The Grifco acquisition and related closing costs were funded with $50 million of aggregate equity contributions from us and TD Marine, in proportion to our ownership percentages, and with borrowings of $32.4 million under a $90 million revolving credit facility which is non-recourse to us and TD Marine (other than with respect to our investments in DG Marine). Although DG Marine's debt is non-recourse to us, our ownership interest in DG Marine is pledged to secure its indebtedness and we have guaranteed $7.5 million of its indebtedness. The guarantee will expire on May 31, 2009 if DG marine's leverage ratio under its revolving credit agreement is less than 4.0 to 1.0. We funded our $24.5 million equity contribution with $7.8 million of cash and 837,690 of our common units, valued at $19.896 per unit, for a total value of $16.7 million. At closing, we also redeemed 837,690 of our common units from the Davison family. The total number of our outstanding common units did not change as a result of that investment.

We consolidate DG Marine's financial results even though we do not own a majority interest in it. We also do not control the key operational decisions of DG Marine. See Note 3 of the Notes to the Consolidated Financial Statements for more information on DG Marine.

Drop-down Transactions

We completed two "drop-down" transactions with Denbury in 2008 involving two of their existing CO2 pipelines - the NEJD and Free State CO2 pipelines. We paid for these pipeline assets with $225 million in cash and 1,199,041 common units valued at $25 million based on the average closing price of our units for the five trading days surrounding the closing date of the transaction. We expect to receive approximately $30 million per annum, in the aggregate, under the lease agreement for the NEJD pipeline and the Free State pipeline transportation services agreement. Future payments for the NEJD pipeline are fixed at $20.7 million per year during the term of the financing lease, and the payments related to the Free State pipeline are dependent on the volumes of CO2 transported therein, with a minimum monthly payment of $0.1 million.

The NEJD Pipeline System is a 183-mile, 20" pipeline extending from the Jackson Dome, near Jackson, Mississippi, to near Donaldson, Louisiana, and is currently being used by Denbury for its Phase I area of tertiary operations in southwest Mississippi. Denbury has the rights to exclusive use of the NEJD Pipeline System and is responsible for all operations and maintenance on the system, and will bear and assume all obligations and liabilities with respect to the pipeline.

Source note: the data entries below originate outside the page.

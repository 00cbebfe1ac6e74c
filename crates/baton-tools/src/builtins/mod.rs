//! Builtins - Embedded tools shipped with Baton
//!
//! - File tools: file_read, file_write, file_list
//! - Blackboard tools: state_get, state_set

mod file;
mod state;

pub use file::{FileListTool, FileReadTool, FileWriteTool};
pub use state::{StateGetTool, StateSetTool};

use crate::registry::ToolRegistry;
use std::sync::Arc;

/// Register all built-in tools with the registry
pub fn register_builtins(registry: &mut ToolRegistry) {
    registry.register(Arc::new(FileReadTool::new()));
    registry.register(Arc::new(FileWriteTool::new()));
    registry.register(Arc::new(FileListTool::new()));

    registry.register(Arc::new(StateGetTool::new()));
    registry.register(Arc::new(StateSetTool::new()));
}

#[cfg(test)]
mod tests {
    use super::*;

    #[test]
    fn test_register_builtins() {
        let mut registry = ToolRegistry::new();
        register_builtins(&mut registry);

        assert_eq!(
            registry.list_names(),
            vec!["file_list", "file_read", "file_write", "state_get", "state_set"]
        );
    }
}
//! Canonical conversation turns
//!
//! Every provider wire format decodes into these types and encodes back out
//! of them. A turn is a role plus an ordered list of parts.

use crate::tools::ToolCall;
use serde::{Deserialize, Serialize};

/// Role in a conversation turn
#[derive(Debug, Clone, Copy, PartialEq, Eq, Hash, Serialize, Deserialize)]
#[serde(rename_all = "lowercase")]
pub enum MessageRole {
    /// System message (instructions)
    System,
    /// User message
    User,
    /// Assistant message
    Assistant,
    /// Tool response
    Tool,
}

impl MessageRole {
    /// Returns the string representation
    #[must_use]
    pub fn as_str(&self) -> &'static str {
        match self {
            Self::System => "system",
            Self::User => "user",
            Self::Assistant => "assistant",
            Self::Tool => "tool",
        }
    }
}

impl std::fmt::Display for MessageRole {
    fn fmt(&self, f: &mut std::fmt::Formatter<'_>) -> std::fmt::Result {
        f.write_str(self.as_str())
    }
}

/// One piece of a turn
#[derive(Debug, Clone, PartialEq, Serialize, Deserialize)]
#[serde(tag = "type", rename_all = "snake_case")]
pub enum Part {
    /// Plain text
    Text {
        /// Text content
        text: String,
    },
    /// Model reasoning that some providers expose
    Thinking {
        /// Reasoning text
        text: String,
    },
    /// A tool invocation requested by the assistant
    ToolCall {
        /// Call identifier
        id: String,
        /// Tool name
        name: String,
        /// Arguments object
        arguments: serde_json::Value,
    },
    /// The outcome of a tool invocation
    ToolResult {
        /// Identifier of the call this answers
        call_id: String,
        /// Tool name
        name: String,
        /// Result content
        content: String,
        /// Whether the tool failed
        #[serde(default)]
        is_error: bool,
    },
}

impl Part {
    /// Create a text part
    #[must_use]
    pub fn text(text: impl Into<String>) -> Self {
        Self::Text { text: text.into() }
    }

    /// Create a tool result part
    #[must_use]
    pub fn tool_result(
        call_id: impl Into<String>,
        name: impl Into<String>,
        content: impl Into<String>,
        is_error: bool,
    ) -> Self {
        Self::ToolResult {
            call_id: call_id.into(),
            name: name.into(),
            content: content.into(),
            is_error,
        }
    }
}

impl From<ToolCall> for Part {
    fn from(call: ToolCall) -> Self {
        Self::ToolCall {
            id: call.id,
            name: call.name,
            arguments: call.arguments,
        }
    }
}

/// A turn in a conversation
#[derive(Debug, Clone, PartialEq, Serialize, Deserialize)]
pub struct Turn {
    /// Role of the turn's author
    pub role: MessageRole,
    /// Ordered parts
    pub parts: Vec<Part>,
}

impl Turn {
    /// Create a turn from parts
    #[must_use]
    pub fn new(role: MessageRole, parts: Vec<Part>) -> Self {
        Self { role, parts }
    }

    /// Create a system turn
    #[must_use]
    pub fn system(content: impl Into<String>) -> Self {
        Self::new(MessageRole::System, vec![Part::text(content)])
    }

    /// Create a user turn
    #[must_use]
    pub fn user(content: impl Into<String>) -> Self {
        Self::new(MessageRole::User, vec![Part::text(content)])
    }

    /// Create an assistant turn
    #[must_use]
    pub fn assistant(content: impl Into<String>) -> Self {
        Self::new(MessageRole::Assistant, vec![Part::text(content)])
    }

    /// Create an assistant turn carrying tool calls, with optional leading text
    #[must_use]
    pub fn assistant_with_calls(text: Option<String>, calls: Vec<ToolCall>) -> Self {
        let mut parts = Vec::with_capacity(calls.len() + 1);
        if let Some(text) = text.filter(|t| !t.is_empty()) {
            parts.push(Part::text(text));
        }
        parts.extend(calls.into_iter().map(Part::from));
        Self::new(MessageRole::Assistant, parts)
    }

    /// Create a tool turn from result parts
    #[must_use]
    pub fn tool_results(results: Vec<Part>) -> Self {
        Self::new(MessageRole::Tool, results)
    }

    /// Concatenated text parts (thinking excluded)
    #[must_use]
    pub fn text(&self) -> String {
        self.parts
            .iter()
            .filter_map(|p| match p {
                Part::Text { text } => Some(text.as_str()),
                _ => None,
            })
            .collect::<Vec<_>>()
            .join("\n")
    }

    /// Tool calls carried by this turn
    #[must_use]
    pub fn tool_calls(&self) -> Vec<ToolCall> {
        self.parts
            .iter()
            .filter_map(|p| match p {
                Part::ToolCall {
                    id,
                    name,
                    arguments,
                } => Some(ToolCall {
                    id: id.clone(),
                    name: name.clone(),
                    arguments: arguments.clone(),
                }),
                _ => None,
            })
            .collect()
    }
}

#[cfg(test)]
mod tests {
    use super::*;

    #[test]
    fn test_turn_creation() {
        let system = Turn::system("You are a helpful assistant");
        assert_eq!(system.role, MessageRole::System);

        let user = Turn::user("Hello!");
        assert_eq!(user.role, MessageRole::User);
        assert_eq!(user.text(), "Hello!");

        let tool = Turn::tool_results(vec![Part::tool_result("call_1", "x", "ok", false)]);
        assert_eq!(tool.role, MessageRole::Tool);
    }

    #[test]
    fn test_message_role_as_str() {
        assert_eq!(MessageRole::System.as_str(), "system");
        assert_eq!(MessageRole::User.as_str(), "user");
        assert_eq!(MessageRole::Assistant.as_str(), "assistant");
        assert_eq!(MessageRole::Tool.as_str(), "tool");
    }

    #[test]
    fn test_assistant_with_calls_skips_empty_text() {
        let call = ToolCall::new("call_1", "file_read", serde_json::json!({"path": "a"}));
        let turn = Turn::assistant_with_calls(Some(String::new()), vec![call]);
        assert_eq!(turn.parts.len(), 1);
        assert_eq!(turn.tool_calls()[0].name, "file_read");
        assert!(turn.text().is_empty());
    }

    #[test]
    fn test_text_ignores_thinking() {
        let turn = Turn::new(
            MessageRole::Assistant,
            vec![
                Part::Thinking {
                    text: "hmm".to_string(),
                },
                Part::text("answer"),
            ],
        );
        assert_eq!(turn.text(), "answer");
    }
}
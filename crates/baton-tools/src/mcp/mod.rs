//! MCP (Model Context Protocol) Client
//!
//! This module connects agents to external MCP servers and aggregates their
//! tool, resource and prompt catalogs.
//!
//! ## Supported Transports
//!
//! - **stdio**: Spawns a child process and exchanges newline-delimited JSON-RPC
//! - **http**: Streamable HTTP; replies come back as JSON or an event stream
//! - **sse**: Legacy event stream; the `endpoint` event names the POST URL
//!
//! ## Usage
//!
//! ```no_run
//! use baton_tools::mcp::{InitOptions, McpClient, McpServerConfig, McpTransport};
//!
//! # async fn example() -> Result<(), Box<dyn std::error::Error>> {
//! let config = McpServerConfig::new(
//!     "filesystem",
//!     McpTransport::Stdio {
//!         command: "npx".to_string(),
//!         args: vec!["-y".to_string(), "@modelcontextprotocol/server-filesystem".to_string()],
//!         env: Default::default(),
//!     },
//! );
//!
//! let client = McpClient::new(vec![config]);
//! client.init(InitOptions::default()).await?;
//! let servers = client.get_all_servers().await;
//! client.close().await;
//! # Ok(())
//! # }
//! ```

mod client;
mod http;
mod manifest;
mod protocol;
mod transport;

pub use client::{InitOptions, McpClient, ServerCatalogEntry, DEFAULT_INIT_TIMEOUT};
pub use http::{HttpSession, SseSession};
pub use manifest::{ManifestServer, McpManifest};
pub use protocol::{
    McpContent, McpError, McpPrompt, McpRequest, McpResource, McpResponse, McpResult, McpTool,
    McpToolResult, PROTOCOL_VERSION,
};
pub use transport::{
    Connector, McpServerConfig, McpSession, McpTransport, StdioSession, TransportConnector,
};
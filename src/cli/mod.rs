//! CLI module for Baton
//!
//! Provides commands:
//! - `run`: Run one agent on a prompt
//! - `agent`: List and define agents
//! - `workflow`: Validate and run master/worker pipelines
//! - `mcp`: Inspect and edit the MCP server manifest
//! - `convo`: Manage stored conversations

use crate::app::App;
use crate::loader::config_path;
use baton_llm::{Capability, ProviderKind};
use clap::{Parser, Subcommand, ValueEnum};
use std::path::PathBuf;

pub mod agent;
pub mod convo;
pub mod mcp;
pub mod run;
pub mod workflow;

/// Baton CLI
#[derive(Parser, Debug)]
#[command(name = "baton")]
#[command(about = "Run, hand off, and chain LLM agents")]
#[command(version)]
pub struct Cli {
    /// Config file (defaults to $BATON_CONFIG, then ~/.baton/config.toml)
    #[arg(long, global = true)]
    pub config: Option<PathBuf>,

    /// Debug logging when RUST_LOG is unset
    #[arg(short, long, global = true)]
    pub verbose: bool,

    #[command(subcommand)]
    pub command: Option<Commands>,
}

impl Cli {
    /// Config file this invocation reads
    pub fn config_path(&self) -> PathBuf {
        config_path(self.config.as_deref())
    }
}

#[derive(Subcommand, Debug)]
pub enum Commands {
    /// Run an agent on a prompt
    Run(run::RunArgs),
    /// Manage agent definitions
    #[command(subcommand)]
    Agent(AgentCommands),
    /// Validate or run a workflow
    #[command(subcommand)]
    Workflow(WorkflowCommands),
    /// Manage MCP servers
    #[command(subcommand)]
    Mcp(McpCommands),
    /// Manage stored conversations
    #[command(subcommand)]
    Convo(ConvoCommands),
}

#[derive(Subcommand, Debug)]
pub enum AgentCommands {
    /// List configured agents
    List,
    /// Add or replace an agent and save it to the config file
    Set {
        /// Agent name
        name: String,
        /// Model reference
        #[arg(long)]
        model: String,
        /// Allowed tool (repeatable, `*` for all)
        #[arg(long = "tool")]
        tools: Vec<String>,
        /// Capability to enable (repeatable)
        #[arg(long = "capability", value_enum)]
        capabilities: Vec<CapabilityArg>,
        /// System prompt reference
        #[arg(long)]
        system: Option<String>,
        /// Template reference
        #[arg(long)]
        template: Option<String>,
        /// Tool-round budget, -1 for unlimited
        #[arg(long, allow_hyphen_values = true)]
        max_recursions: Option<i32>,
    },
}

#[derive(Subcommand, Debug)]
pub enum WorkflowCommands {
    /// Check a workflow without running it
    Validate {
        /// Descriptor file (TOML or JSON); the config's [[workflow]] when omitted
        #[arg(long)]
        file: Option<PathBuf>,
    },
    /// Run a workflow
    Run {
        /// Seed prompt for the master agent
        prompt: String,
        /// Descriptor file (TOML or JSON); the config's [[workflow]] when omitted
        #[arg(long)]
        file: Option<PathBuf>,
        /// Use the echo backend and skip MCP
        #[arg(long)]
        dry_run: bool,
    },
}

#[derive(Subcommand, Debug)]
pub enum McpCommands {
    /// Connect to servers and show their catalogs
    List {
        /// Include servers that are not allowed
        #[arg(long)]
        all: bool,
    },
    /// Merge servers from another manifest
    Import {
        /// Manifest to read
        file: PathBuf,
        /// Replace servers that already exist
        #[arg(long)]
        overwrite: bool,
    },
    /// Write servers to a new manifest
    Export {
        /// Manifest to write
        file: PathBuf,
        /// Server to export (repeatable); all when omitted
        #[arg(long = "server")]
        servers: Vec<String>,
    },
    /// Allow a server for agents
    Allow {
        /// Server name
        name: String,
    },
    /// Block a server for agents
    Block {
        /// Server name
        name: String,
    },
}

#[derive(Subcommand, Debug)]
pub enum ConvoCommands {
    /// List stored conversations
    List,
    /// Print a conversation's turns
    Show {
        /// Conversation name
        name: String,
        /// Provider copy to read; the newest copy when omitted
        #[arg(long)]
        provider: Option<ProviderKind>,
    },
    /// Convert a stored conversation to another provider's format
    Convert {
        /// Conversation name
        name: String,
        /// Source format
        #[arg(long)]
        from: ProviderKind,
        /// Target format
        #[arg(long)]
        to: ProviderKind,
    },
    /// Delete a conversation
    Rm {
        /// Conversation name
        name: String,
        /// Only this provider's copy
        #[arg(long)]
        provider: Option<ProviderKind>,
    },
}

/// Agent capability as a CLI value
#[derive(ValueEnum, Debug, Clone, Copy, PartialEq, Eq)]
pub enum CapabilityArg {
    /// Expose MCP server tools
    Mcp,
    /// Report token usage
    Usage,
    /// Render answers as markdown
    Markdown,
    /// Allow web search
    Search,
    /// Accept file attachments
    Attachments,
}

impl From<CapabilityArg> for Capability {
    fn from(arg: CapabilityArg) -> Self {
        match arg {
            CapabilityArg::Mcp => Capability::Mcp,
            CapabilityArg::Usage => Capability::Usage,
            CapabilityArg::Markdown => Capability::Markdown,
            CapabilityArg::Search => Capability::Search,
            CapabilityArg::Attachments => Capability::Attachments,
        }
    }
}

/// Run the CLI command
pub async fn run(cli: Cli, app: App) -> anyhow::Result<()> {
    match cli.command {
        Some(Commands::Run(args)) => run::run(&app, args).await,
        Some(Commands::Agent(cmd)) => agent::run(&app, cmd).await,
        Some(Commands::Workflow(cmd)) => workflow::run(&app, cmd).await,
        Some(Commands::Mcp(cmd)) => mcp::run(&app, cmd).await,
        Some(Commands::Convo(cmd)) => convo::run(&app, cmd).await,
        None => {
            let mut cmd = <Cli as clap::CommandFactory>::command();
            cmd.print_help()?;
            println!();
            Ok(())
        }
    }
}

#[cfg(test)]
mod tests {
    use super::*;

    #[test]
    fn test_cli_definition() {
        <Cli as clap::CommandFactory>::command().debug_assert();
    }

    #[test]
    fn test_parse_run() {
        let cli = Cli::parse_from([
            "baton", "run", "hello", "--agent", "coder", "--file", "a.txt", "--file", "b.txt",
        ]);
        match cli.command {
            Some(Commands::Run(args)) => {
                assert_eq!(args.prompt, "hello");
                assert_eq!(args.agent, "coder");
                assert_eq!(args.files.len(), 2);
                assert!(!args.dry_run);
            }
            other => panic!("unexpected command: {other:?}"),
        }
    }

    #[test]
    fn test_parse_convo_convert() {
        let cli = Cli::parse_from([
            "baton", "convo", "convert", "trip", "--from", "anthropic", "--to", "openai",
        ]);
        match cli.command {
            Some(Commands::Convo(ConvoCommands::Convert { name, from, to })) => {
                assert_eq!(name, "trip");
                assert_eq!(from, ProviderKind::Anthropic);
                assert_eq!(to, ProviderKind::OpenAi);
            }
            other => panic!("unexpected command: {other:?}"),
        }
    }

    #[test]
    fn test_parse_negative_budget() {
        let cli = Cli::parse_from([
            "baton", "agent", "set", "looper", "--model", "fast", "--max-recursions", "-1",
        ]);
        match cli.command {
            Some(Commands::Agent(AgentCommands::Set { max_recursions, .. })) => {
                assert_eq!(max_recursions, Some(-1));
            }
            other => panic!("unexpected command: {other:?}"),
        }
    }
}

On August 5, 2008, Denbury announced that the economic impact of an approved tax accounting method change providing for an acceleration of tax deductions will likely affect certain types of future asset "drop-downs" to us. Transactions which are not sales for tax purposes for Denbury, such as the lease arrangement for the NEJD pipeline, would not be affected provided the transactions meet other tax structuring criteria for Denbury and us. There can be no assurances as to the amount, or timing, of any potential future asset "drop-downs" from Denbury to us.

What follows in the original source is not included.